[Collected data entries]
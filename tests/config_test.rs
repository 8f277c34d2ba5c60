// ABOUTME: Tests for environment-driven server, SSE, CORS and logging configuration
// ABOUTME: Runs serially because every test mutates process environment variables
//
// SPDX-License-Identifier: MIT OR Apache-2.0
// Copyright (c) 2025 Pierre Fitness Intelligence

#![allow(clippy::unwrap_used, clippy::expect_used, clippy::panic)]
#![allow(missing_docs)]

use serial_test::serial;
use std::env;
use std::time::Duration;
use task_log_stream::config::ServerConfig;
use task_log_stream::errors::ErrorCode;
use task_log_stream::logging::{LogFormat, LoggingConfig};

const CONFIG_VARS: &[&str] = &[
    "HOST",
    "HTTP_PORT",
    "LOG_STREAM_CLOSE_DELAY_MS",
    "SSE_KEEPALIVE_INTERVAL_SECS",
    "SSE_CONNECTION_TIMEOUT_SECS",
    "CORS_ALLOWED_ORIGINS",
];

fn clear_config_env() {
    for var in CONFIG_VARS {
        env::remove_var(var);
    }
}

#[test]
#[serial]
fn test_defaults_without_environment() {
    clear_config_env();

    let config = ServerConfig::from_env().unwrap();

    assert_eq!(config.http_port, 8081);
    assert_eq!(config.bind_addr().to_string(), "0.0.0.0:8081");
    assert_eq!(config.sse.close_delay(), Duration::from_millis(2000));
    assert_eq!(config.sse.keepalive_interval(), Duration::from_secs(15));
    assert!(config.sse.connection_timeout().is_none());
    assert!(config.cors.allowed_origins.is_empty());
}

#[test]
#[serial]
fn test_environment_overrides() {
    clear_config_env();
    env::set_var("HOST", "127.0.0.1");
    env::set_var("HTTP_PORT", "9090");
    env::set_var("LOG_STREAM_CLOSE_DELAY_MS", "500");
    env::set_var("SSE_KEEPALIVE_INTERVAL_SECS", "5");
    env::set_var("SSE_CONNECTION_TIMEOUT_SECS", "600");
    env::set_var("CORS_ALLOWED_ORIGINS", "https://app.example.com");

    let config = ServerConfig::from_env().unwrap();

    assert_eq!(config.bind_addr().to_string(), "127.0.0.1:9090");
    assert_eq!(config.sse.close_delay(), Duration::from_millis(500));
    assert_eq!(config.sse.keepalive_interval(), Duration::from_secs(5));
    assert_eq!(
        config.sse.connection_timeout(),
        Some(Duration::from_secs(600))
    );
    assert_eq!(config.cors.allowed_origins, "https://app.example.com");

    let summary = config.summary();
    assert!(summary.contains("127.0.0.1:9090"));
    assert!(summary.contains("500ms"));
    assert!(summary.contains("600s"));

    clear_config_env();
}

#[test]
#[serial]
fn test_malformed_port_is_rejected() {
    clear_config_env();
    env::set_var("HTTP_PORT", "not-a-port");

    let err = ServerConfig::from_env().unwrap_err();
    assert_eq!(err.code, ErrorCode::ConfigInvalid);
    assert!(err.message.contains("HTTP_PORT"));

    clear_config_env();
}

#[test]
#[serial]
fn test_malformed_close_delay_is_rejected() {
    clear_config_env();
    env::set_var("LOG_STREAM_CLOSE_DELAY_MS", "-5");

    let err = ServerConfig::from_env().unwrap_err();
    assert_eq!(err.code, ErrorCode::ConfigInvalid);
    assert!(err.message.contains("LOG_STREAM_CLOSE_DELAY_MS"));

    clear_config_env();
}

#[test]
#[serial]
fn test_logging_config_from_env() {
    env::set_var("LOG_FORMAT", "json");
    env::set_var("RUST_LOG", "debug");

    let config = LoggingConfig::from_env();
    assert_eq!(config.format, LogFormat::Json);
    assert_eq!(config.level, "debug");

    env::remove_var("LOG_FORMAT");
    env::remove_var("RUST_LOG");

    let config = LoggingConfig::from_env();
    assert_eq!(config.format, LogFormat::Pretty);
}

*Exercise aim*: Pull every line that holds the string "ABOUTME" out of the records.

*Answer to this exercise*:
// ABOUTME: Tests for environment-driven server, SSE, CORS and logging configuration
// ABOUTME: Runs serially because every test mutates process environment variables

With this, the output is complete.